Fig. 9 is a graph of X-ray photoelectron spectroscopy (XPS) oxide structure analysis results of a 7xxx aluminum alloy product treated according to an embodiment of the present disclosure.

Fig. 10 is a Scanning Electron Micrograph (SEM) image of a surface topography of the 7xxx aluminum alloy product of fig. 9.

Detailed Description

Example 1

Several samples of 7xxx aluminum alloy (Al-Zn-Mg-Cu format) products were received and pre-processed as in step (200) of FIG. 2 above. After the preprocessing step (200), an original oxide layer (4-6nm thick) is present on the surface of the sample. These 7xxx aluminum alloy products were not anodized, but instead were subjected to the creation step (400) only as per fig. 2 and in accordance with U.S. patent No. 6,167,609 to Marinelli et al. After the creating step, the samples were sequentially bonded and then subjected to an industry standard cyclic corrosion exposure test, similar to ASTM D1002, which continuously exposed the samples to 1080psi lap shear stress to test bond durability. All samples failed to complete the required 45 cycles in the bond durability test.

Example 2

Several samples of 7xxx aluminum alloy (Al-Zn-Mg-Cu format) products were processed as shown in FIG. 2. The alloys were all anodized in a 15 wt% sulfuric acid solution at 70 ° f and 6ASF for 10 seconds, 45 seconds, or 60 seconds. After anodization, a functional layer (400) is then created on each material as per fig. 2 and in accordance with U.S. patent No. 6,167,609 to Marinelli et al, after which the materials are bonded in sequence and then subjected to an industry standard cyclic corrosion exposure test, similar to ASTM D1002.

The 60 second anodized sample successfully completed the 45 cycles required and produced retained lap shear strengths of 7253psi, 6600psi, 6851psi and 7045psi in four replicate specimens (mean 6937psi with a standard deviation (σ) of 278 psi). These residual shear strength results are superior to the typical range of 4500-. The four residual shear strength results were also consistent as indicated by the low standard deviation. Only 10 or 45 second samples anodized at 6ASF did not successfully complete the bond durability test. Only two of the 45 second anodized samples completed 45 cycles and none of the 10 second anodized samples completed 45 cycles.

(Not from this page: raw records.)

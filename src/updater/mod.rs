use crate::health::HeartbeatMap;
use crate::queue::Publisher;
use crate::registry::{ClientRegistry, RegistrationSet};
use dashmap::DashSet;
use std::sync::Arc;
use tracing::{debug, error, warn};

/// Per-entry overlap guard. An entry whose previous update is still running
/// when its feed ticks again is skipped for that tick.
#[derive(Clone, Default)]
pub struct InFlightGuard {
    inner: Arc<DashSet<String>>,
}

impl InFlightGuard {
    pub fn new() -> Self {
        Self::default()
    }

    /// Returns `false` when the entry is already being updated.
    pub fn begin(&self, uuid: &str) -> bool {
        self.inner.insert(uuid.to_string())
    }

    pub fn end(&self, uuid: &str) {
        self.inner.remove(uuid);
    }

    pub fn len(&self) -> usize {
        self.inner.len()
    }

    pub fn is_empty(&self) -> bool {
        self.inner.is_empty()
    }
}

/// Shared handles for one updater feed.
#[derive(Clone)]
pub struct UpdaterContext {
    pub http: reqwest::Client,
    pub registered: RegistrationSet,
    pub clients: ClientRegistry,
    pub heartbeats: HeartbeatMap,
    pub publisher: Publisher,
    pub queue: String,
    pub gzip_frame: bool,
    pub in_flight: InFlightGuard,
}

/// One tick of the unauthenticated feed: refresh every eligible snapshot
/// and publish the result. Entries are dispatched onto the runtime's
/// work-stealing pool, with no ordering between entries; an entry still
/// mid-update from a previous tick is skipped.
pub fn run_unauthenticated_tick(ctx: &UpdaterContext) {
    for client in ctx.clients.unauthenticated_snapshot() {
        if !ctx.registered.contains(client.ilo_address) {
            continue;
        }
        if !client.can_update() {
            continue;
        }
        if !ctx.in_flight.begin(&client.uuid) {
            debug!("updater: update in flight, skipping, uuid={}", client.uuid);
            metrics::counter!("scout_updates_total", "feed" => "unauthenticated", "result" => "skipped")
                .increment(1);
            continue;
        }

        let ctx = ctx.clone();
        tokio::spawn(async move {
            let uuid = client.uuid.clone();
            match client.refresh(&ctx.http).await {
                Ok(next) => {
                    ctx.heartbeats.stamp(next.ilo_address);
                    ctx.clients.insert_unauthenticated(next.clone());
                    if let Err(e) = ctx
                        .publisher
                        .publish_json(&ctx.queue, &next, ctx.gzip_frame)
                        .await
                    {
                        error!("updater: publish failed, uuid={}, error={}", uuid, e);
                    }
                    metrics::counter!("scout_updates_total", "feed" => "unauthenticated", "result" => "ok")
                        .increment(1);
                }
                Err(e) => {
                    warn!("updater: refresh failed, uuid={}, error={}", uuid, e);
                    metrics::counter!("scout_updates_total", "feed" => "unauthenticated", "result" => "error")
                        .increment(1);
                }
            }
            ctx.in_flight.end(&uuid);
        });
    }
}

/// One tick of the authenticated feed. Same dispatch rules as the
/// unauthenticated feed, on its own cadence and queue.
pub fn run_authenticated_tick(ctx: &UpdaterContext) {
    for client in ctx.clients.authenticated_snapshot() {
        if !ctx.registered.contains(client.ilo_address) {
            continue;
        }
        if !client.can_update() {
            continue;
        }
        if !ctx.in_flight.begin(&client.uuid) {
            debug!("updater: update in flight, skipping, uuid={}", client.uuid);
            metrics::counter!("scout_updates_total", "feed" => "authenticated", "result" => "skipped")
                .increment(1);
            continue;
        }

        let ctx = ctx.clone();
        tokio::spawn(async move {
            let uuid = client.uuid.clone();
            match client.refresh(&ctx.http).await {
                Ok(next) => {
                    ctx.heartbeats.stamp(next.ilo_address);
                    ctx.clients.insert_authenticated(next.clone());
                    if let Err(e) = ctx
                        .publisher
                        .publish_json(&ctx.queue, &next, ctx.gzip_frame)
                        .await
                    {
                        error!("updater: publish failed, uuid={}, error={}", uuid, e);
                    }
                    metrics::counter!("scout_updates_total", "feed" => "authenticated", "result" => "ok")
                        .increment(1);
                }
                Err(e) => {
                    warn!("updater: refresh failed, uuid={}, error={}", uuid, e);
                    metrics::counter!("scout_updates_total", "feed" => "authenticated", "result" => "error")
                        .increment(1);
                }
            }
            ctx.in_flight.end(&uuid);
        });
    }
}

#[cfg(test)]
mod tests {
    use super::*;

    #[test]
    fn test_in_flight_guard() {
        let guard = InFlightGuard::new();
        assert!(guard.begin("U-1"));
        assert!(!guard.begin("U-1"));
        assert!(guard.begin("U-2"));
        guard.end("U-1");
        assert!(guard.begin("U-1"));
        assert_eq!(guard.len(), 2);
    }
}
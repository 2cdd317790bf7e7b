pub mod client;
pub mod rimp;

pub use client::build_probe_client;
pub use rimp::Rimp;

use crate::error::ScoutError;
use crate::registry::{Blacklist, RegistrationSet};
use std::net::Ipv4Addr;
use tracing::{debug, info};

pub fn xmldata_url(addr: Ipv4Addr) -> String {
    format!("https://{}/xmldata?item=all", addr)
}

/// Fetch and validate the identification document. No classification side
/// effects; this is the raw check shared by the scanner probe, the
/// snapshot builder, and the health-counter pass.
pub async fn check_endpoint(http: &reqwest::Client, addr: Ipv4Addr) -> Result<Rimp, ScoutError> {
    let resp = http
        .get(xmldata_url(addr))
        .send()
        .await
        .map_err(classify_transport_error)?;

    let status = resp.status();
    if status.as_u16() != 200 {
        return Err(ScoutError::ProbeStatus(status.as_u16()));
    }

    let body = resp.text().await.map_err(classify_transport_error)?;
    rimp::parse_rimp(&body)
}

/// Classify a candidate address as a live iLO controller.
///
/// Blacklisted addresses answer `false` and already-registered addresses
/// answer `true`, both without network I/O. Any probe failure blacklists
/// the address; the registration set is never touched here. Timeouts and
/// refused connections are the expected common case on a sparse subnet and
/// are kept off the info log.
pub async fn identify(
    http: &reqwest::Client,
    blacklist: &Blacklist,
    registered: &RegistrationSet,
    addr: Ipv4Addr,
) -> bool {
    if blacklist.contains(addr) {
        return false;
    }
    if registered.contains(addr) {
        return true;
    }

    match check_endpoint(http, addr).await {
        Ok(_) => {
            debug!("probe: identified iLO, addr={}", addr);
            metrics::counter!("scout_probe_total", "result" => "hit").increment(1);
            true
        }
        Err(ScoutError::ProbeTimeout) => {
            blacklist.insert(addr);
            debug!("probe: no answer, addr={}", addr);
            metrics::counter!("scout_probe_total", "result" => "timeout").increment(1);
            false
        }
        Err(e) => {
            blacklist.insert(addr);
            info!("probe: rejected, addr={}, reason={}", addr, e);
            metrics::counter!("scout_probe_total", "result" => "rejected").increment(1);
            false
        }
    }
}

fn classify_transport_error(e: reqwest::Error) -> ScoutError {
    if e.is_timeout() || e.is_connect() {
        ScoutError::ProbeTimeout
    } else {
        ScoutError::ProbeBadBody(e.to_string())
    }
}
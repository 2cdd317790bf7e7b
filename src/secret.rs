use std::fmt;

use serde::{Deserialize, Deserializer};

const MASK: &str = "********";

/// Wrapper for credential material (the iLO password).
///
/// `Debug` and `Display` always render the mask so the raw value cannot leak
/// through logs or error chains. Call sites that genuinely need the value
/// (building an Authorization header) go through [`Secret::expose`].
#[derive(Clone, Default, PartialEq, Eq)]
pub struct Secret(String);

impl Secret {
    pub fn new(value: impl Into<String>) -> Self {
        Self(value.into())
    }

    pub fn expose(&self) -> &str {
        &self.0
    }

    pub fn is_empty(&self) -> bool {
        self.0.is_empty()
    }

    /// Render for an operator-facing surface. With `obfuscate` on (the
    /// default policy) the mask is shown; turning the policy off reveals
    /// the raw value.
    pub fn render(&self, obfuscate: bool) -> &str {
        if obfuscate {
            MASK
        } else {
            &self.0
        }
    }
}

impl fmt::Debug for Secret {
    fn fmt(&self, f: &mut fmt::Formatter<'_>) -> fmt::Result {
        f.write_str(MASK)
    }
}

impl fmt::Display for Secret {
    fn fmt(&self, f: &mut fmt::Formatter<'_>) -> fmt::Result {
        f.write_str(MASK)
    }
}

impl From<String> for Secret {
    fn from(value: String) -> Self {
        Self(value)
    }
}

impl<'de> Deserialize<'de> for Secret {
    fn deserialize<D>(deserializer: D) -> Result<Self, D::Error>
    where
        D: Deserializer<'de>,
    {
        String::deserialize(deserializer).map(Secret)
    }
}

#[cfg(test)]
mod tests {
    use super::*;

    #[test]
    fn test_debug_and_display_are_masked() {
        let s = Secret::new("hunter2");
        assert_eq!(format!("{:?}", s), "********");
        assert_eq!(format!("{}", s), "********");
        assert_eq!(s.expose(), "hunter2");
    }

    #[test]
    fn test_render_respects_policy() {
        let s = Secret::new("hunter2");
        assert_eq!(s.render(true), "********");
        assert_eq!(s.render(false), "hunter2");
    }
}
//! Integration tests for the redis-backed health store.
//!
//! These tests require Docker (via testcontainers). Run with:
//! `cargo test --test redis_integration -- --ignored`

use ilo_scout::registry::RegistrationSet;
use ilo_scout::store::HealthStore;
use std::net::Ipv4Addr;
use testcontainers::core::IntoContainerPort;
use testcontainers::runners::AsyncRunner;
use testcontainers::{ContainerAsync, GenericImage};

async fn start_redis() -> (HealthStore, ContainerAsync<GenericImage>) {
    let container = GenericImage::new("redis", "7-alpine")
        .with_exposed_port(6379_u16.tcp())
        .start()
        .await
        .expect("failed to start redis container");

    let host = container.get_host().await.expect("get host");
    let port = container.get_host_port_ipv4(6379).await.expect("get port");
    let url = format!("redis://{}:{}", host, port);

    // Wait for redis to accept connections.
    let mut store = None;
    for _ in 0..30 {
        match HealthStore::connect_redis(&url).await {
            Ok(s) => {
                store = Some(s);
                break;
            }
            Err(_) => tokio::time::sleep(std::time::Duration::from_millis(200)).await,
        }
    }

    (store.expect("connect to redis"), container)
}

#[tokio::test]
#[ignore]
async fn test_health_counter_lifecycle() {
    let (store, _container) = start_redis().await;
    let addr = Ipv4Addr::new(10, 0, 0, 1);

    assert_eq!(store.get_health(addr).await, 0);
    store.set_health(addr, 5).await;
    assert_eq!(store.get_health(addr).await, 5);

    // INCR is clamped at the ceiling.
    assert_eq!(store.incr_health(addr).await, 5);

    for expected in [4, 3, 2, 1, 0] {
        assert_eq!(store.decr_health(addr).await, expected);
    }
    // DECR is clamped at the floor.
    assert_eq!(store.decr_health(addr).await, 0);
}

#[tokio::test]
#[ignore]
async fn test_alive_flag_and_registration_write_through() {
    let (store, _container) = start_redis().await;
    let set = RegistrationSet::new(store.clone());
    let addr = Ipv4Addr::new(10, 0, 0, 2);

    assert!(!store.get_alive(addr).await);
    set.register(addr).await;
    assert!(store.get_alive(addr).await);

    set.unregister(addr).await;
    assert!(!store.get_alive(addr).await);
    assert_eq!(store.get_health(addr).await, 0);
}
mod admin;
pub mod bootstrap;
pub mod runtime;
mod state;

pub use state::ScoutState;

use anyhow::Result;
use hyper::body::Incoming;
use hyper::service::service_fn;
use hyper::Request;
use hyper_util::rt::{TokioExecutor, TokioIo};
use hyper_util::server::conn::auto;
use std::net::SocketAddr;
use tokio::net::TcpListener;
use tracing::{error, info};

/// Run the admin server for health/readiness checks, metrics, and the
/// registry snapshot view.
pub async fn run_admin_server(listen: &str, state: ScoutState) -> Result<()> {
    let addr: SocketAddr = listen.parse()?;
    let listener = TcpListener::bind(addr).await?;
    info!("server: admin listening, addr={}", addr);

    loop {
        let (stream, peer_addr) = listener.accept().await?;
        let state = state.clone();

        tokio::spawn(async move {
            let io = TokioIo::new(stream);
            let svc = service_fn(move |req: Request<Incoming>| {
                let state = state.clone();
                async move { admin::handle_admin(req, state, peer_addr) }
            });

            if let Err(e) = auto::Builder::new(TokioExecutor::new())
                .http1()
                .keep_alive(true)
                .serve_connection_with_upgrades(io, svc)
                .await
            {
                if !e.to_string().contains("connection closed") {
                    error!("server: admin: connection error, error={}", e);
                }
            }
        });
    }
}
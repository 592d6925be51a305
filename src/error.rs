//! Error types for the SLR toolkit.

use crate::symbol::Symbol;
use crate::table::Action;
use std::fmt;
use thiserror::Error;

/// Why the parse driver gave up.
#[derive(Debug, Clone, Copy, PartialEq, Eq)]
pub enum ParseFailure {
    /// No ACTION entry for the current state and lookahead.
    NoAction,
    /// No GOTO entry for the state uncovered by a reduction.
    NoGoto,
    /// The CST stack held more than the root when Accept was reached.
    ExtraSymbolsAtAccept,
}

impl fmt::Display for ParseFailure {
    fn fmt(&self, f: &mut fmt::Formatter<'_>) -> fmt::Result {
        match self {
            ParseFailure::NoAction => write!(f, "no action"),
            ParseFailure::NoGoto => write!(f, "no goto"),
            ParseFailure::ExtraSymbolsAtAccept => write!(f, "extra symbols at accept"),
        }
    }
}

/// Errors that can occur while parsing grammars, building tables, and
/// driving the parser.
#[derive(Error, Debug)]
pub enum SlrError {
    #[error("Invalid grammar rule: {0}")]
    GrammarSyntax(String),

    #[error("Unknown special terminal: {0}")]
    UnknownEscape(String),

    #[error("Undefined non-terminals: {}", .0.join(", "))]
    UndefinedNonTerminals(Vec<String>),

    #[error("Start symbol \"{0}\" has no rule in the grammar")]
    UnknownStartSymbol(String),

    #[error("Empty production for \"{0}\"; ε-rules are not supported")]
    EmptyProduction(String),

    #[error("Table conflict at state {state} on {symbol}: existing {existing}, proposed {proposed}")]
    TableConflict {
        state: usize,
        symbol: Symbol,
        existing: Action,
        proposed: Action,
    },

    #[error("Syntax error at token {position}: {reason} for {symbol} in state {state}")]
    Parse {
        position: usize,
        state: usize,
        symbol: Symbol,
        reason: ParseFailure,
    },

    #[error("AST directive selects child {index}, but the node has {arity} children")]
    AstShape { index: usize, arity: usize },

    #[error("IO error: {0}")]
    Io(#[from] std::io::Error),

    #[error("JSON error: {0}")]
    Json(#[from] serde_json::Error),
}

/// Type alias for Results in this crate.
pub type Result<T> = std::result::Result<T, SlrError>;
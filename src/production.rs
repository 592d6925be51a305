//! The augmented production model.
//!
//! A `Production` is one alternation of a grammar rule after augmentation,
//! carrying its AST directives and optional semantic action. Productions
//! are immutable once the table is built and are referred to by index
//! everywhere else (items, ACTION entries, CST nodes).

use crate::grammar::{Grammar, GrammarSymbol};
use crate::symbol::Symbol;
use std::fmt;

/// One alternation of the augmented grammar.
#[derive(Debug, Clone, PartialEq, Eq)]
pub struct Production {
    pub lhs: String,
    pub rhs: Vec<Symbol>,
    pub ast_children: Vec<usize>,
    pub do_flatten: bool,
    pub use_all_children: bool,
    pub semantic_action: Option<String>,
}

impl fmt::Display for Production {
    fn fmt(&self, f: &mut fmt::Formatter<'_>) -> fmt::Result {
        let rhs: Vec<String> = self.rhs.iter().map(|s| s.to_string()).collect();
        write!(f, "{} -> {}", self.lhs, rhs.join(" "))
    }
}

/// Picks a start name that cannot collide with any grammar non-terminal:
/// `<start>'`, growing by one `'` per collision.
pub fn augmented_start_name(grammar: &Grammar, start: &str) -> String {
    let mut name = format!("{}'", start);
    while grammar.mentions(&name) {
        name.push('\'');
    }
    name
}

/// Builds the augmented production list: `S' -> S` first, then every
/// alternation of every rule in declaration order.
pub fn augment(grammar: &Grammar, start: &str) -> (String, Vec<Production>) {
    let augmented_start = augmented_start_name(grammar, start);

    let mut productions = vec![Production {
        lhs: augmented_start.clone(),
        rhs: vec![Symbol::non_terminal(start)],
        ast_children: vec![0],
        do_flatten: false,
        use_all_children: true,
        semantic_action: None,
    }];

    for rule in grammar.rules() {
        for alternation in &rule.alternations {
            productions.push(Production {
                lhs: rule.left.name.clone(),
                rhs: alternation.iter().map(symbol_of).collect(),
                ast_children: rule.directive.children.clone(),
                do_flatten: rule.directive.do_flatten,
                use_all_children: rule.directive.use_all_children,
                semantic_action: rule.semantic_action.clone(),
            });
        }
    }

    (augmented_start, productions)
}

fn symbol_of(sym: &GrammarSymbol) -> Symbol {
    match sym {
        GrammarSymbol::Terminal(t) => Symbol::terminal(t.value.clone()),
        GrammarSymbol::NonTerminal(nt) => Symbol::non_terminal(nt.name.clone()),
    }
}
//! Unit tests for the grammar source-text parser

use slr_parser::error::SlrError;
use slr_parser::grammar::{Grammar, GrammarSymbol};

#[test]
fn test_parse_grammar_skips_comments_and_blank_lines() {
    let source = "\
# expression grammar
[; ] \"E\" -> \"E\" '+' \"T\" | \"T\"

[; ] \"T\" -> 'id'
";
    let grammar = Grammar::parse(source).unwrap();
    assert_eq!(grammar.rules().len(), 2);
    assert_eq!(grammar.rules()[0].left.name, "E");
    assert_eq!(grammar.rules()[1].left.name, "T");
}

#[test]
fn test_rules_keep_declaration_order() {
    let source = "\
[; ] \"A\" -> 'a'
[; ] \"B\" -> 'b'
[; ] \"A\" -> 'c'
";
    let grammar = Grammar::parse(source).unwrap();
    let names: Vec<&str> = grammar
        .rules()
        .iter()
        .map(|r| r.left.name.as_str())
        .collect();
    assert_eq!(names, vec!["A", "B", "A"]);
}

#[test]
fn test_line_continuation_joins_rules() {
    let source = "[; ] \"E\" -> \"E\" '+' \"T\" \\\n    | \"T\"\n[; ] \"T\" -> 'id'\n";
    let grammar = Grammar::parse(source).unwrap();
    assert_eq!(grammar.rules().len(), 2);
    assert_eq!(grammar.rules()[0].alternations.len(), 2);
}

#[test]
fn test_semantic_action_spans_lines() {
    let source = "[; ] \"E\" -> 'n' `first line\nsecond line`\n";
    let grammar = Grammar::parse(source).unwrap();
    let action = grammar.rules()[0].semantic_action.as_deref().unwrap();
    assert!(action.contains("first line"));
    assert!(action.contains("second line"));
    assert_eq!(grammar.rules()[0].alternations[0].len(), 1);
}

#[test]
fn test_unterminated_semantic_action_is_rejected() {
    let err = Grammar::parse("[; ] \"E\" -> 'n' `never closed\n").unwrap_err();
    assert!(matches!(err, SlrError::GrammarSyntax(_)));
}

#[test]
fn test_unterminated_terminal_reports_fragment() {
    let err = Grammar::parse("[; ] \"E\" -> 'id\n").unwrap_err();
    let message = err.to_string();
    assert!(message.contains("Unterminated terminal literal"));
    assert!(message.contains("'id"));
}

#[test]
fn test_missing_directive_is_rejected() {
    let err = Grammar::parse("\"E\" -> 'id'\n").unwrap_err();
    assert!(matches!(err, SlrError::GrammarSyntax(_)));
}

#[test]
fn test_missing_arrow_is_rejected() {
    let err = Grammar::parse("[; ] \"E\" 'id'\n").unwrap_err();
    assert!(err.to_string().contains("->"));
}

#[test]
fn test_unknown_escape_is_named() {
    let err = Grammar::parse("[; ] \"X\" -> <bogus>\n").unwrap_err();
    match err {
        SlrError::UnknownEscape(name) => assert_eq!(name, "bogus"),
        other => panic!("expected UnknownEscape, got {:?}", other),
    }
}

#[test]
fn test_every_escape_resolves() {
    let source = "[; ] \"X\" -> <n> <quot> <squot> <vertical> <rarrow> <langle> <rangle> <hash>\n";
    let grammar = Grammar::parse(source).unwrap();
    let values: Vec<&str> = grammar.rules()[0].alternations[0]
        .iter()
        .map(|sym| match sym {
            GrammarSymbol::Terminal(t) => t.value.as_str(),
            GrammarSymbol::NonTerminal(_) => unreachable!(),
        })
        .collect();
    assert_eq!(values, vec!["\n", "\"", "'", "|", "-", "<", ">", "#"]);
}

#[test]
fn test_undefined_non_terminals_in_first_use_order() {
    let source = "\
[; ] \"S\" -> \"Missing\" 'x' \"Gone\"
[; ] \"T\" -> \"Missing\"
";
    let grammar = Grammar::parse(source).unwrap();
    assert_eq!(
        grammar.undefined_non_terminals(),
        vec!["Missing".to_string(), "Gone".to_string()]
    );
}

#[test]
fn test_undefined_non_terminals_empty_for_closed_grammar() {
    let source = "[; ] \"S\" -> \"T\" | 'x'\n[; ] \"T\" -> 'y'\n";
    let grammar = Grammar::parse(source).unwrap();
    assert!(grammar.undefined_non_terminals().is_empty());
}

#[test]
fn test_terminals_are_distinct_in_first_use_order() {
    let source = "[; ] \"E\" -> \"E\" '+' \"T\" | \"T\"\n[; ] \"T\" -> '(' \"E\" ')' | '+' | 'id'\n";
    let grammar = Grammar::parse(source).unwrap();
    let terminals = grammar.terminals();
    let values: Vec<&str> = terminals.iter().map(|t| t.value.as_str()).collect();
    assert_eq!(values, vec!["+", "(", ")", "id"]);
}

#[test]
fn test_stray_characters_between_tokens_are_ignored() {
    let grammar = Grammar::parse("[; ] \"E\" -> x 'a' y \"E\" z\n").unwrap();
    assert_eq!(grammar.rules()[0].alternations[0].len(), 2);
}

As a baseline, four identical alloy samples were prepared similarly to above, but held in a 15 wt.% sulfuric acid anodizing bath at 70 ° f for 60 seconds without any applied current. The same functional layer (400) was then created on each material as per fig. 2 and in accordance with U.S. patent No. 6,167,609 to Marinelli et al, after which the materials were bonded in sequence and then subjected to an industry standard cyclic corrosion exposure test, similar to ASTM D1002. All four samples broke at 2 or 3 cycles, confirming that the anodic oxide layer generated during anodization facilitated proper creation of the functional layer and subsequent adhesive bonding.

Example 3

Several samples of 7xxx aluminum alloy (Al-Zn-Mg-Cu format) products were processed as shown in FIG. 2. The alloys were all anodized in a 15 wt% sulfuric acid solution at 70 ° f and 15ASF for 10 seconds, 20 seconds, 30 seconds, or 40 seconds. After anodization, a functional layer (400) is then created on each material as per fig. 2 and in accordance with U.S. patent No. 6,167,609 to Marinelli et al, after which the materials are bonded in sequence and then subjected to an industry standard cyclic corrosion exposure test, similar to ASTM D1002. All four anodizing conditions completed the required 45 cycles of the specimen and retained strength levels of 3512psi to 6519 psi. The average retained strength was 5698psi (standard deviation (σ) 205psi) (40 seconds), 5091psi (30 seconds), 5665psi (20 seconds) and 5167psi (10 seconds). The higher current density (compared to example 2) facilitates the creation of an anodic oxide layer with a suitable thickness to facilitate the creation step (400) and subsequent adhesive bonding.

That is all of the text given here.